Premier
voyage en Chine, septembre-novembre
2002.
07
octobre 2002 – 02 novembre 2002 : The Lijiang Experience,
Lijiang (Yunnan).
Dixième
jour. Au Photo Café, je tchatte
trois heures avec ma princesse indienne, toujours folle d'amour. De
retour au Prague Café, je réalise avec vingt-quatre heures de
décalage que je viens vraiment
de terminer mon premier roman ! Et au-delà de la satisfaction
qui accompagne cet accomplissement, je ressens une sorte de
tristesse. Cinq ans auparavant, je créai Phil, Sonia et Chloé, les
trois protagonistes. Il y eut de longues périodes durant lesquelles
je laissai le projet en friche, mais durant ces cinq années, ces
personnages ont fait partie de mon existence. Je les ai modelés,
puis ils ont fini par acquérir une vie propre. Au bout d'un certain
temps leurs réactions, leurs sentiments, n'étaient plus pour moi de
l'ordre de la décision. Ils agissaient, réagissaient et pensaient
spontanément, selon la logique qui était la leur, sans que je n'aie
plus à me poser de questions. J'ai appris à les connaître, mais
surtout j'ai appris à les aimer. Au départ, j'avais volontairement
créé des personnages que je n'appréciais pas. Je veux dire par là
qu'ils n'étaient pas le genre d'individus que j'appréciais dans la
vie réelle. Pourtant, comme j'allais plus profond dans leur
ressenti, dans leur intimité, traversant avec eux les épreuves,
j'avais peu à peu appris à les aimer ! Et du coup je réalise
qu'ils vont me manquer ! Leur histoire est finie, il n'y a plus
rien à dire, je vais la relire mais je ne pourrai plus les
accompagner dans leurs existences, côtoyer leurs pensées secrètes,
les voir évoluer et grandir ! Phil, Sonia et Chloé sont des
personnages de fiction, et pourtant ils sont devenus plus réels à
mes yeux que bien des personnes que j'ai rencontrées…
Je
compose un poème de merde, puis me remets à bosser sur Épeira.

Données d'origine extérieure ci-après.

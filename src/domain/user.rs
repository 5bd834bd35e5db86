// ==========================================
// 非洲关键矿产数据看板 - 用户与角色实体
// ==========================================
// 仅作为参考数据加载（供外部访问控制层使用）
// 不参与聚合计算，不校验口令
// ==========================================

use chrono::{DateTime, Utc};
use serde::{Deserialize, Serialize};

/// 角色
#[derive(Debug, Clone, PartialEq, Serialize, Deserialize)]
pub struct Role {
    /// 角色 ID（唯一键）
    pub role_id: String,
    /// 角色名称（如 Administrator / Researcher / Investor）
    pub name: String,
}

/// 用户
#[derive(Debug, Clone, PartialEq, Serialize, Deserialize)]
pub struct User {
    /// 用户 ID（唯一键）
    pub user_id: String,
    /// 用户名（表内唯一）
    pub username: String,
    /// 邮箱（可作为登录标识）
    pub email: Option<String>,
    /// 角色引用（加载时必须可解析）
    pub role_id: String,
    /// 创建时间
    pub created_at: Option<DateTime<Utc>>,
}

impl User {
    /// 判断登录标识是否匹配（用户名或邮箱）
    pub fn matches_login(&self, login_id: &str) -> bool {
        if self.username == login_id {
            return true;
        }
        self.email.as_deref() == Some(login_id)
    }
}

// ==========================================
// 导入中间结构
// ==========================================

/// 角色表原始行记录
#[derive(Debug, Clone, Default)]
pub struct RawRoleRecord {
    pub role_id: Option<String>,
    pub name: Option<String>,
    /// 源文件行号（用于校验报告）
    pub row_number: usize,
}

/// 用户表原始行记录
#[derive(Debug, Clone, Default)]
pub struct RawUserRecord {
    pub user_id: Option<String>,
    pub username: Option<String>,
    pub email: Option<String>,
    pub role_id: Option<String>,
    pub created_at: Option<DateTime<Utc>>,
    /// 源文件行号（用于校验报告）
    pub row_number: usize,
}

La bande dessinée est, a toujours été, et sera toujours un
exercice bien plus difficile et moins jouissif pour moi que la
littérature. Mais j'aime la BD et j'aime les défis. Et puis il faut
bien vivre. Gagner sa vie en tant que romancier, en France, tient du
miracle. La bande dessinée, sans être une voie facile, est un
tantinet plus rémunératrice. Dans un élan, j'écris Les
charognards (inédit),
chanson qui évoque l'exploitation des musiciens par les majors.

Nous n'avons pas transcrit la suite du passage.